• Work order
Which lines of the listing hold the string "anyhow"? Copy those lines.
*** Opening Provided entries ***
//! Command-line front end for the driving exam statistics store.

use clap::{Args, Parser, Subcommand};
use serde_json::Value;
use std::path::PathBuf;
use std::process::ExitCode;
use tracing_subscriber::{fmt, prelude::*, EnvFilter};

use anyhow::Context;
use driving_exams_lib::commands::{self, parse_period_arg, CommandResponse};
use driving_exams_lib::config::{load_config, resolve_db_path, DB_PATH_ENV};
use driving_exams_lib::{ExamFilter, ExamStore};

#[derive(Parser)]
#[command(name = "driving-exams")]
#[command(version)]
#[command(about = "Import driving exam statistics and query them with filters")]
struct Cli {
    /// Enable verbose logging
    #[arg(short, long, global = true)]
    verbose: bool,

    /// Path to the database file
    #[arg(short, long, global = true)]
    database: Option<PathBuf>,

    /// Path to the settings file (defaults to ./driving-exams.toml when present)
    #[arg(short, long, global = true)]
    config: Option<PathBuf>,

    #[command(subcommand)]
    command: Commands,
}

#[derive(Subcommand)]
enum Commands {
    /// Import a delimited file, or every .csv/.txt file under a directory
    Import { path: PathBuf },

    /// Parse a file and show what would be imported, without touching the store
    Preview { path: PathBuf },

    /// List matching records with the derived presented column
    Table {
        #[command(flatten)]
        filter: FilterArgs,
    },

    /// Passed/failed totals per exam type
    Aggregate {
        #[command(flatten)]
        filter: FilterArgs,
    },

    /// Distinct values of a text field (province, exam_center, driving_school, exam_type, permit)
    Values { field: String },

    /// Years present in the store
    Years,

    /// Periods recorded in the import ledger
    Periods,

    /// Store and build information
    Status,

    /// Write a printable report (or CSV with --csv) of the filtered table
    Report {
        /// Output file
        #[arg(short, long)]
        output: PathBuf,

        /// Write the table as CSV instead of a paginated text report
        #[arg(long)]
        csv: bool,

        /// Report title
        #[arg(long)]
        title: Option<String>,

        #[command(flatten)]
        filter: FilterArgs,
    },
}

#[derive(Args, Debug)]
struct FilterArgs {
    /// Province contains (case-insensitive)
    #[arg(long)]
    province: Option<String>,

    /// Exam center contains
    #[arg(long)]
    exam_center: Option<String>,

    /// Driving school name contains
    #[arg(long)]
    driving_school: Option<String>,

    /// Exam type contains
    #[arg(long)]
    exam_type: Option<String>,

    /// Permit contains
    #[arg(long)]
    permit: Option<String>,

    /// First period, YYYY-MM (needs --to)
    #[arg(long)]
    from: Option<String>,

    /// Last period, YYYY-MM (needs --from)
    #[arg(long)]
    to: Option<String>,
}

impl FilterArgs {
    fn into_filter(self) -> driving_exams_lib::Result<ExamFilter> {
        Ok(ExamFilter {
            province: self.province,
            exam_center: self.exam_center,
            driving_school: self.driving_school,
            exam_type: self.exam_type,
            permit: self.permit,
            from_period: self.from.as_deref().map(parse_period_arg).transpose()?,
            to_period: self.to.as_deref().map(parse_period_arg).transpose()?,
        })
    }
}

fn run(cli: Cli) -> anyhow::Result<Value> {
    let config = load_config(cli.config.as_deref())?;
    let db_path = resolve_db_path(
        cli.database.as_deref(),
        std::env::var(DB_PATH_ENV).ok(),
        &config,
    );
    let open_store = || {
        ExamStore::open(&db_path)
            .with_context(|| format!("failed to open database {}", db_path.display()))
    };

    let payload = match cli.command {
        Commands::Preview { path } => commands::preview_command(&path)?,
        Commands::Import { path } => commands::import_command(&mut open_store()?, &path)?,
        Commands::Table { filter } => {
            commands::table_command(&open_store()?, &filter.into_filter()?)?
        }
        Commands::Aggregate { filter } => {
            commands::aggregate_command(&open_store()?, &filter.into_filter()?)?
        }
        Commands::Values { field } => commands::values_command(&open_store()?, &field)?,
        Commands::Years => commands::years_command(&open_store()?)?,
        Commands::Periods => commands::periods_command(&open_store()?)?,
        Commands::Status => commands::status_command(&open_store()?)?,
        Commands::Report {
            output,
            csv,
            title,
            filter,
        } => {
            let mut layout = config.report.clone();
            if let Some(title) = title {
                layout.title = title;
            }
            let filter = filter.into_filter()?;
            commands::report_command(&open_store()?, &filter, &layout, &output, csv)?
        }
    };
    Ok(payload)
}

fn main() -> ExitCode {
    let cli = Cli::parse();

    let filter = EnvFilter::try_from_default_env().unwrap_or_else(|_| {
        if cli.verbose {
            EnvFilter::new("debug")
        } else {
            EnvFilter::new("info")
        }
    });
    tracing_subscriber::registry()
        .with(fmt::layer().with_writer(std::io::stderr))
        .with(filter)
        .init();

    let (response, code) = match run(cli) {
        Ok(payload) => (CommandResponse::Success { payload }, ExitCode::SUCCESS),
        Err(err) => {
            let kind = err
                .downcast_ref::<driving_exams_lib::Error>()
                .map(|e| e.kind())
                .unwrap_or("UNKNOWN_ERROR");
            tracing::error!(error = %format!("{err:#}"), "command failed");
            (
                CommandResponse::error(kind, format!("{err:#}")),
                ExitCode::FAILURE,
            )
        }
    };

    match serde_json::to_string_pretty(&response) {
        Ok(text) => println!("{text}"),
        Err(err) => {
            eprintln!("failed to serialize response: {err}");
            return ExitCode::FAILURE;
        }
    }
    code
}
*** Closing Provided entries ***
• Result
use anyhow::Context;
fn run(cli: Cli) -> anyhow::Result<Value> {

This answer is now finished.